*** Opening of Materials provided ***
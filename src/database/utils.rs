/// Collapses whitespace and rewrites `?` placeholders to Postgres `$n`.
pub fn sql(query: &str) -> String {
    let cleaned = query.split_whitespace().collect::<Vec<&str>>().join(" ");
    let mut result = String::with_capacity(cleaned.len() + 8);
    let mut param_index = 1;

    for ch in cleaned.chars() {
        if ch == '?' {
            result.push_str(&format!("${}", param_index));
            param_index += 1;
        } else {
            result.push(ch);
        }
    }

    result
}
use chrono::{DateTime, Utc};
use serde::{Deserialize, Serialize};
use uuid::Uuid;

use super::{JoinRequestView, Profile, Relationship};

pub const MIN_GROUP_SIZE: i32 = 2;
pub const MAX_GROUP_SIZE: i32 = 20;

#[derive(Debug, Clone, PartialEq, Serialize, Deserialize, sqlx::FromRow)]
#[serde(rename_all = "camelCase")]
pub struct Group {
    pub id: Uuid,
    pub owner_id: Uuid,
    pub project_name: String,
    pub supervisor_name: String,
    pub skills_required: Vec<String>,
    pub skills_needed: Vec<String>,
    pub project_outcomes: String,
    pub max_members: i32,          // owner included
    pub created_at: DateTime<Utc>, // TIMESTAMPTZ
}

#[derive(Debug, Clone, Serialize, Deserialize)]
#[serde(rename_all = "camelCase")]
pub struct CreateGroupInput {
    pub project_name: String,
    pub supervisor_name: String,
    #[serde(default)]
    pub skills_required: Vec<String>,
    #[serde(default)]
    pub skills_needed: Vec<String>,
    #[serde(default)]
    pub project_outcomes: Option<String>,
    pub max_members: i32,
}

/// A validated group ready to be written.
#[derive(Debug, Clone)]
pub struct NewGroup {
    pub owner_id: Uuid,
    pub project_name: String,
    pub supervisor_name: String,
    pub skills_required: Vec<String>,
    pub skills_needed: Vec<String>,
    pub project_outcomes: String,
    pub max_members: i32,
}

#[derive(Debug, Clone, Serialize, Deserialize)]
#[serde(rename_all = "camelCase")]
pub struct GroupQuery {
    pub search: Option<String>,
}

/// Dashboard card.
#[derive(Debug, Clone, Serialize, Deserialize)]
#[serde(rename_all = "camelCase")]
pub struct GroupSummary {
    pub group: Group,
    pub owner_name: String,
    pub member_count: i32,
    pub relationship: Relationship,
}

#[derive(Debug, Clone, Serialize, Deserialize)]
#[serde(rename_all = "camelCase")]
pub struct GroupDetail {
    pub group: Group,
    pub owner: Profile,
    pub members: Vec<Profile>,
    pub member_count: i32,
    pub relationship: Relationship,
    /// Only populated for the owner.
    pub pending_requests: Vec<JoinRequestView>,
}

impl Group {
    pub fn is_owner(&self, user_id: Uuid) -> bool {
        self.owner_id == user_id
    }

    /// Case-insensitive match on names and skills, as the dashboard search does.
    pub fn matches_search(&self, term: &str) -> bool {
        let term = term.trim().to_lowercase();
        if term.is_empty() {
            return true;
        }

        self.project_name.to_lowercase().contains(&term)
            || self.supervisor_name.to_lowercase().contains(&term)
            || self
                .skills_required
                .iter()
                .chain(self.skills_needed.iter())
                .any(|skill| skill.to_lowercase().contains(&term))
    }
}
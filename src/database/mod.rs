use std::sync::Arc;

use anyhow::Result;
use sqlx::{PgPool, postgres::PgPoolOptions};

use crate::config::Config;
use crate::realtime::Notifier;

pub mod memory;
pub mod models;
pub mod postgres;
pub mod store;
pub mod utils;

pub use memory::{MemoryStore, StoreOp};
pub use postgres::PgStore;
pub use store::{DataStore, StoreError, StoreResult};

pub async fn init_database(database_url: &str) -> Result<PgPool> {
    let pool = PgPoolOptions::new()
        .max_connections(10)
        .connect(database_url)
        .await?;

    log::info!("Running database migrations...");
    sqlx::migrate!("./migrations").run(&pool).await?;
    log::info!("Migrations completed successfully");

    Ok(pool)
}

/// Builds the store selected by `DATABASE_URL`.
pub async fn connect_store(config: &Config, notifier: Notifier) -> Result<Arc<dyn DataStore>> {
    if config.uses_memory_store() {
        log::warn!("Using the in-memory store; data is lost on restart");
        return Ok(Arc::new(MemoryStore::new(notifier)));
    }

    let pool = init_database(&config.database_url).await?;
    Ok(Arc::new(PgStore::new(pool, notifier)))
}
use std::future::{Ready, ready};

use actix_web::{
    Error, HttpMessage,
    dev::{Service, ServiceRequest, ServiceResponse, Transform, forward_ready},
    http::header::{HeaderName, HeaderValue},
};
use futures_util::future::LocalBoxFuture;
use uuid::Uuid;

pub const CORRELATION_ID_HEADER: &str = "x-correlation-id";

/// Correlation id of the current request, stored in the request extensions.
#[derive(Debug, Clone, PartialEq, Eq)]
pub struct CorrelationId(pub String);

/// Tags every request with a correlation id, reusing the caller's
/// `X-Correlation-ID` when present, and echoes it on the response.
pub struct RequestIdMiddleware;

impl<S, B> Transform<S, ServiceRequest> for RequestIdMiddleware
where
    S: Service<ServiceRequest, Response = ServiceResponse<B>, Error = Error>,
    S::Future: 'static,
    B: 'static,
{
    type Response = ServiceResponse<B>;
    type Error = Error;
    type InitError = ();
    type Transform = RequestIdMiddlewareService<S>;
    type Future = Ready<Result<Self::Transform, Self::InitError>>;

    fn new_transform(&self, service: S) -> Self::Future {
        ready(Ok(RequestIdMiddlewareService { service }))
    }
}

pub struct RequestIdMiddlewareService<S> {
    service: S,
}

impl<S, B> Service<ServiceRequest> for RequestIdMiddlewareService<S>
where
    S: Service<ServiceRequest, Response = ServiceResponse<B>, Error = Error>,
    S::Future: 'static,
    B: 'static,
{
    type Response = ServiceResponse<B>;
    type Error = Error;
    type Future = LocalBoxFuture<'static, Result<Self::Response, Self::Error>>;

    forward_ready!(service);

    fn call(&self, req: ServiceRequest) -> Self::Future {
        let correlation_id = req
            .headers()
            .get(CORRELATION_ID_HEADER)
            .and_then(|h| h.to_str().ok())
            .filter(|id| !id.is_empty() && id.len() <= 128)
            .map(str::to_string)
            .unwrap_or_else(|| Uuid::new_v4().to_string());

        req.extensions_mut()
            .insert(CorrelationId(correlation_id.clone()));

        let fut = self.service.call(req);

        Box::pin(async move {
            let mut res = fut.await?;

            match HeaderValue::from_str(&correlation_id) {
                Ok(value) => {
                    res.headers_mut()
                        .insert(HeaderName::from_static(CORRELATION_ID_HEADER), value);
                }
                Err(err) => {
                    log::warn!("Dropping unprintable correlation id: {}", err);
                }
            }

            Ok(res)
        })
    }
}

pub trait RequestIdExt {
    fn correlation_id(&self) -> Option<String>;
}

impl RequestIdExt for actix_web::HttpRequest {
    fn correlation_id(&self) -> Option<String> {
        self.extensions().get::<CorrelationId>().map(|id| id.0.clone())
    }
}

impl RequestIdExt for ServiceRequest {
    fn correlation_id(&self) -> Option<String> {
        self.extensions().get::<CorrelationId>().map(|id| id.0.clone())
    }
}

#[cfg(test)]
mod tests {
    use super::*;
    use actix_web::{App, HttpRequest, HttpResponse, test, web};

    async fn echo(req: HttpRequest) -> HttpResponse {
        HttpResponse::Ok().body(req.correlation_id().unwrap_or_default())
    }

    #[actix_web::test]
    async fn generates_an_id_when_none_is_sent() {
        let app = test::init_service(
            App::new()
                .wrap(RequestIdMiddleware)
                .route("/", web::get().to(echo)),
        )
        .await;

        let res = test::call_service(&app, test::TestRequest::get().uri("/").to_request()).await;
        let header = res
            .headers()
            .get(CORRELATION_ID_HEADER)
            .and_then(|h| h.to_str().ok())
            .map(str::to_string)
            .unwrap();
        let body = test::read_body(res).await;

        assert!(Uuid::parse_str(&header).is_ok());
        assert_eq!(body, header.as_bytes());
    }

    #[actix_web::test]
    async fn reuses_the_callers_id() {
        let app = test::init_service(
            App::new()
                .wrap(RequestIdMiddleware)
                .route("/", web::get().to(echo)),
        )
        .await;

        let req = test::TestRequest::get()
            .uri("/")
            .insert_header(("X-Correlation-ID", "trace-42"))
            .to_request();
        let res = test::call_service(&app, req).await;

        assert_eq!(res.headers().get(CORRELATION_ID_HEADER).unwrap(), "trace-42");
    }
}
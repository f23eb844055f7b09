//! ```bash
//! RUSTFLAGS="-C target-cpu=native" cargo run --example load_test --release
//! ```

use argkmin::{argkmin, argkmin_naive, ArgKminParams, Strategy};
use mimalloc::MiMalloc;
use rand::{rngs::StdRng, Rng, SeedableRng};
use std::time::Instant;

#[global_allocator]
static GLOBAL: MiMalloc = MiMalloc;

/// Row width for the run.
const DIM: usize = 128;
/// Query rows.
const N_QUERIES: usize = 2_048;
/// Reference rows.
const N_REFS: usize = 16_384;
/// Neighbors per query.
const K: usize = 10;
/// Deterministic seed for reproducibility.
const SEED: u64 = 42;

fn random_matrix(rng: &mut StdRng, rows: usize, dim: usize) -> Vec<f32> {
    (0..rows * dim).map(|_| rng.gen::<f32>() * 2.0 - 1.0).collect()
}

fn divider() {
    println!("{}", "─".repeat(60));
}

fn pairs_per_sec(n: usize, m: usize, elapsed: std::time::Duration) -> f64 {
    (n as f64 * m as f64) / elapsed.as_secs_f64()
}

/// One full pass at a single float width: blocked kernel under both
/// strategies, the naive baseline, and verification of the blocked results
/// against it. Returns the mismatch count and the baseline throughput.
fn run_width<T>(x: &[T], y: &[T], tolerance: T) -> anyhow::Result<(usize, f64)>
where
    T: argkmin::Scalar + std::fmt::Display,
{
    let mut results = Vec::new();
    for (name, strategy) in [("chunk_on_X", Strategy::ChunkOnX), ("chunk_on_Y", Strategy::ChunkOnY)] {
        let params = ArgKminParams { strategy, return_distance: true, ..Default::default() };
        let t0 = Instant::now();
        let result = argkmin(x, y, DIM, K, &params)?;
        let elapsed = t0.elapsed();
        println!(
            "  {name:<11} {elapsed:>10.2?}   {:>12.0} pairs/sec",
            pairs_per_sec(N_QUERIES, N_REFS, elapsed)
        );
        results.push((name, result));
    }

    let t0 = Instant::now();
    let naive = argkmin_naive(x, y, DIM, K);
    let naive_elapsed = t0.elapsed();
    let naive_rate = pairs_per_sec(N_QUERIES, N_REFS, naive_elapsed);
    println!("  {:<11} {naive_elapsed:>10.2?}   {naive_rate:>12.0} pairs/sec", "naive");

    // Index-exact agreement is the common case, but rounding may swap
    // candidates whose distances agree to within float noise. A row only
    // counts as wrong if its distance profile drifts beyond the tolerance.
    let distance = |i: usize, j: i64| -> T {
        let xi = &x[i * DIM..(i + 1) * DIM];
        let yj = &y[j as usize * DIM..(j as usize + 1) * DIM];
        xi.iter()
            .zip(yj)
            .fold(T::zero(), |acc, (&a, &b)| acc + (a - b) * (a - b))
            .sqrt()
    };

    let mut mismatches = 0usize;
    for (name, result) in &results {
        let mut exact = 0usize;
        let mut wrong = 0usize;
        for (i, (got, want)) in result.indices().chunks(K).zip(naive.chunks(K)).enumerate() {
            if got == want {
                exact += 1;
                continue;
            }
            let drift = got
                .iter()
                .zip(want)
                .map(|(&g, &w)| (distance(i, g) - distance(i, w)).abs())
                .fold(T::zero(), T::max);
            if drift > tolerance {
                wrong += 1;
            }
        }
        if wrong > 0 {
            eprintln!("  ✗ {name}: {wrong}/{N_QUERIES} rows drift beyond {tolerance}");
        } else {
            println!("  ✓ {name}: {exact}/{N_QUERIES} rows index-exact, rest within {tolerance}");
        }
        mismatches += wrong;

        let distances = result.distances().expect("distances were requested");
        let unsorted = distances
            .chunks(K)
            .filter(|row| row.windows(2).any(|w| w[0] > w[1] + tolerance))
            .count();
        if unsorted > 0 {
            eprintln!("  ✗ {name}: {unsorted} rows with non-monotonic distances");
            mismatches += unsorted;
        }
    }
    Ok((mismatches, naive_rate))
}

fn main() -> anyhow::Result<()> {
    println!("╔══════════════════════════════════════════════════════════╗");
    println!("║        argkmin Load Test & Correctness Verifier          ║");
    println!("╚══════════════════════════════════════════════════════════╝");
    println!();

    // ── Phase 1: Data Generation ─────────────────────────────────────────────
    divider();
    println!("Phase 1 — Generating random matrices");
    println!("  Queries:    {N_QUERIES} x {DIM}");
    println!("  References: {N_REFS} x {DIM}");
    println!("  k:          {K}");
    println!("  Threads:    {}", rayon::current_num_threads());

    let t0 = Instant::now();
    let mut rng = StdRng::seed_from_u64(SEED);
    let x32 = random_matrix(&mut rng, N_QUERIES, DIM);
    let y32 = random_matrix(&mut rng, N_REFS, DIM);
    // The f64 pass widens the same data, so both widths rank the same
    // underlying point set.
    let x64: Vec<f64> = x32.iter().map(|&v| f64::from(v)).collect();
    let y64: Vec<f64> = y32.iter().map(|&v| f64::from(v)).collect();
    println!("  Generated in {:?}", t0.elapsed());

    // ── Phase 2: f32 pass ────────────────────────────────────────────────────
    divider();
    println!("Phase 2 — f32: blocked kernel, naive baseline, verification");
    let (mismatches_f32, naive_rate_f32) = run_width(&x32, &y32, 1e-3f32)?;

    // ── Phase 3: f64 pass ────────────────────────────────────────────────────
    divider();
    println!("Phase 3 — f64: blocked kernel, naive baseline, verification");
    let (mismatches_f64, naive_rate_f64) = run_width(&x64, &y64, 1e-9f64)?;

    // ── Phase 4: Summary ─────────────────────────────────────────────────────
    divider();
    let mismatches = mismatches_f32 + mismatches_f64;
    if mismatches == 0 {
        println!("✅ Correctness: PASSED (both widths)");
    } else {
        println!("❌ Correctness: FAILED ({mismatches} mismatching rows)");
    }

    println!();
    println!("Performance Summary");
    println!("──────────────────────────────────────────────────");
    println!("  f32 naive baseline: {naive_rate_f32:>12.0} pairs/sec");
    println!("  f64 naive baseline: {naive_rate_f64:>12.0} pairs/sec");
    println!("  ({} query rows x {} reference rows, dim = {})", N_QUERIES, N_REFS, DIM);
    println!("──────────────────────────────────────────────────");

    if mismatches != 0 {
        anyhow::bail!("{mismatches} mismatching rows");
    }
    Ok(())
}
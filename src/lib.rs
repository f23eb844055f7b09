//! # argkmin — blocked, parallel, GEMM-accelerated exact k-NN
//!
//! For a query matrix `X (n x d)` and a reference matrix `Y (m x d)`, find
//! for every row of `X` the indices (and optionally the distances) of its k
//! nearest rows of `Y` under Euclidean distance. Exact answers, with no index
//! structures and no approximation.
//!
//! ## Architecture Overview
//!
//! ### Reduced distances
//!
//! For a fixed query row the ordering of `|x - y_j|^2` across `j` is the
//! ordering of `g(j) = -2<x, y_j> + |y_j|^2`, because `|x|^2` is constant
//! across the row. The kernel ranks candidates by `g` throughout: the
//! `-2<x, y_j>` cross-terms for a whole tile pair come out of one
//! matrix-matrix multiply, which turns the distance computation into a
//! level-3 BLAS problem instead of n*m separate dot products. True distances
//! are recomputed from the winning indices at the end (see below).
//!
//! ### Blocked evaluation
//!
//! X and Y are cut into row tiles of at most `chunk_size` rows. One
//! (X-tile, Y-tile) step touches a `p x q` scratch block, `q` cached squared
//! norms, and `p` bounded heaps of k entries, a working set that fits in
//! cache and is independent of n and m. Per query row a max-heap of size k,
//! keyed on the reduced distance, rejects a losing candidate with a single
//! comparison against the root.
//!
//! ### Two parallel axes
//!
//! `chunk_on_X` runs the outer X-tile loop in parallel: every output row
//! belongs to exactly one tile, so workers write into disjoint slices of the
//! output with no synchronization at all. `chunk_on_Y` keeps the X loop
//! serial and parallelizes over Y-tiles instead, which costs a per-worker
//! reduction into shared heaps but keeps every core busy when n is small.
//! The `auto` strategy picks between them from n, the chunk size, and the
//! rayon pool width.
//!
//! ### Exact recomputation
//!
//! `g` subtracts one large value from another; for near-identical vectors it
//! loses most of its significant bits. When distances are requested, a final
//! embarrassingly-parallel pass recomputes `|x - y|` per winning pair with a
//! fused squared-difference loop, which has no cancellation problem.
//!
//! ## Example
//!
//! ```
//! use argkmin::{argkmin, ArgKminParams};
//!
//! // Three 2-d queries against four references, flat row-major storage.
//! let x = [0.0f32, 0.0, 1.0, 1.0, 4.0, 0.0];
//! let y = [0.0f32, 0.1, 1.0, 1.0, 3.9, 0.0, -2.0, -2.0];
//!
//! let params = ArgKminParams { return_distance: true, ..Default::default() };
//! let result = argkmin(&x, &y, 2, 2, &params).unwrap();
//!
//! assert_eq!(result.indices_row(0), &[0, 1]);
//! assert_eq!(result.indices_row(1), &[1, 0]);
//! assert_eq!(result.indices_row(2), &[2, 1]);
//! ```

mod chunk;
mod exact;
mod gemm;
mod heap;

pub use exact::argkmin_naive;
pub use gemm::Scalar;

use std::str::FromStr;
use thiserror::Error;

/// Default tile row count for both axes.
pub const DEFAULT_CHUNK_SIZE: usize = 256;

/// Smallest admitted tile row count; smaller requests are clamped up.
pub const MIN_CHUNK_SIZE: usize = 20;

/// Errors reported by [`argkmin`]. All of them are input-validation
/// failures: after validation the kernel runs to completion.
#[derive(Debug, Error, Clone, PartialEq, Eq)]
pub enum ArgKminError {
    #[error("k must be at least 1")]
    ZeroK,
    #[error("k ({k}) exceeds the number of reference rows ({m})")]
    KTooLarge { k: usize, m: usize },
    #[error("matrices must have at least one column")]
    ZeroDim,
    #[error("query and reference matrices must be non-empty")]
    EmptyInput,
    #[error("matrix of {len} elements is not a whole number of {dim}-wide rows")]
    RaggedMatrix { len: usize, dim: usize },
    #[error("unknown strategy `{0}`, expected `auto`, `chunk_on_X` or `chunk_on_Y`")]
    UnknownStrategy(String),
}

/// Which axis carries the parallel loop.
#[derive(Debug, Clone, Copy, PartialEq, Eq, Default)]
pub enum Strategy {
    /// Heuristic choice: `ChunkOnX` when n is large enough to give every
    /// worker several X-tiles (`4 * chunk_size * threads < n`), `ChunkOnY`
    /// otherwise.
    #[default]
    Auto,
    /// Force the reduction-free X-axis driver.
    ChunkOnX,
    /// Force the Y-axis driver with per-worker reduction.
    ChunkOnY,
}

impl FromStr for Strategy {
    type Err = ArgKminError;

    fn from_str(s: &str) -> Result<Self, ArgKminError> {
        match s {
            "auto" => Ok(Strategy::Auto),
            "chunk_on_X" => Ok(Strategy::ChunkOnX),
            "chunk_on_Y" => Ok(Strategy::ChunkOnY),
            other => Err(ArgKminError::UnknownStrategy(other.to_owned())),
        }
    }
}

/// Tuning knobs for [`argkmin`]. The defaults are the documented contract:
/// 256-row tiles, automatic strategy selection, indices only.
#[derive(Debug, Clone, Copy)]
pub struct ArgKminParams {
    /// Upper bound on tile rows for both axes, clamped to
    /// [`MIN_CHUNK_SIZE`]. Affects performance only, never results.
    pub chunk_size: usize,
    /// Parallelization axis, or [`Strategy::Auto`] to let the heuristic
    /// decide.
    pub strategy: Strategy,
    /// When set, the true Euclidean distances are recomputed and returned
    /// alongside the indices.
    pub return_distance: bool,
}

impl Default for ArgKminParams {
    fn default() -> Self {
        Self {
            chunk_size: DEFAULT_CHUNK_SIZE,
            strategy: Strategy::Auto,
            return_distance: false,
        }
    }
}

/// Result tables of one [`argkmin`] call, stored flat in row-major `n x k`.
#[derive(Debug, Clone)]
pub struct ArgKminResult<T> {
    n: usize,
    k: usize,
    indices: Vec<i64>,
    distances: Option<Vec<T>>,
}

impl<T: Scalar> ArgKminResult<T> {
    /// Number of query rows.
    pub fn n(&self) -> usize {
        self.n
    }

    /// Neighbors per query row.
    pub fn k(&self) -> usize {
        self.k
    }

    /// Flat `n x k` index table: row i holds the indices of the k nearest
    /// reference rows, by ascending distance (ties toward the smaller
    /// index).
    pub fn indices(&self) -> &[i64] {
        &self.indices
    }

    /// Flat `n x k` distance table, present when the call asked for
    /// distances. Non-decreasing along each row.
    pub fn distances(&self) -> Option<&[T]> {
        self.distances.as_deref()
    }

    /// The index row for query `i`.
    pub fn indices_row(&self, i: usize) -> &[i64] {
        &self.indices[i * self.k..(i + 1) * self.k]
    }

    /// The distance row for query `i`. Panics if distances were not
    /// requested.
    pub fn distances_row(&self, i: usize) -> &[T] {
        let distances = self.distances.as_ref().expect("distances were not requested");
        &distances[i * self.k..(i + 1) * self.k]
    }

    /// Consume the result, yielding the flat tables.
    pub fn into_parts(self) -> (Vec<i64>, Option<Vec<T>>) {
        (self.indices, self.distances)
    }
}

/// Exact k-nearest-neighbors of every row of `x` among the rows of `y`.
///
/// `x` and `y` are contiguous row-major matrices passed as flat slices with
/// an explicit column count `dim`; `x.len() / dim` and `y.len() / dim` are
/// the row counts n and m. Requires `1 <= k <= m`.
///
/// The result is deterministic for fixed inputs: it does not depend on the
/// strategy, the chunk size, or the number of threads (equal distances
/// resolve toward the smaller reference index).
///
/// # Errors
///
/// [`ArgKminError`] on any violated precondition; see the variants. The
/// call either fails validation up front or runs to completion; no partial
/// output is ever observable.
pub fn argkmin<T: Scalar>(
    x: &[T],
    y: &[T],
    dim: usize,
    k: usize,
    params: &ArgKminParams,
) -> Result<ArgKminResult<T>, ArgKminError> {
    if dim == 0 {
        return Err(ArgKminError::ZeroDim);
    }
    if x.is_empty() || y.is_empty() {
        return Err(ArgKminError::EmptyInput);
    }
    if x.len() % dim != 0 {
        return Err(ArgKminError::RaggedMatrix { len: x.len(), dim });
    }
    if y.len() % dim != 0 {
        return Err(ArgKminError::RaggedMatrix { len: y.len(), dim });
    }
    let n = x.len() / dim;
    let m = y.len() / dim;
    if k == 0 {
        return Err(ArgKminError::ZeroK);
    }
    if k > m {
        return Err(ArgKminError::KTooLarge { k, m });
    }

    let chunk = params.chunk_size.max(MIN_CHUNK_SIZE);

    // Output tables start in the heap sentinel state; every slot is
    // overwritten before return since k <= m guarantees k accepted
    // candidates per row.
    let mut indices = vec![heap::NO_INDEX; n * k];
    let mut dist = vec![T::infinity(); n * k];

    let y_sqnorms = exact::row_sqnorms(y, dim);

    let threads = rayon::current_num_threads();
    let on_x = match params.strategy {
        Strategy::ChunkOnX => true,
        Strategy::ChunkOnY => false,
        Strategy::Auto => 4 * chunk * threads < n,
    };

    if on_x {
        chunk::chunk_on_x(x, y, dim, k, &y_sqnorms, chunk, &mut indices);
    } else {
        chunk::chunk_on_y(x, y, dim, k, &y_sqnorms, chunk, &mut dist, &mut indices);
    }

    let distances = if params.return_distance {
        exact::exact_distances(x, y, dim, k, &indices, &mut dist);
        Some(dist)
    } else {
        None
    };

    Ok(ArgKminResult { n, k, indices, distances })
}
*** Close of Materials provided ***
■ **Work item**
Which lines of the data above contain the string "ArgKminParams"? Copy each of them.

■ **Exercise answer**
use argkmin::{argkmin, argkmin_naive, ArgKminParams, Strategy};
        let params = ArgKminParams { strategy, return_distance: true, ..Default::default() };
//! use argkmin::{argkmin, ArgKminParams};
//! let params = ArgKminParams { return_distance: true, ..Default::default() };
pub struct ArgKminParams {
impl Default for ArgKminParams {
    params: &ArgKminParams,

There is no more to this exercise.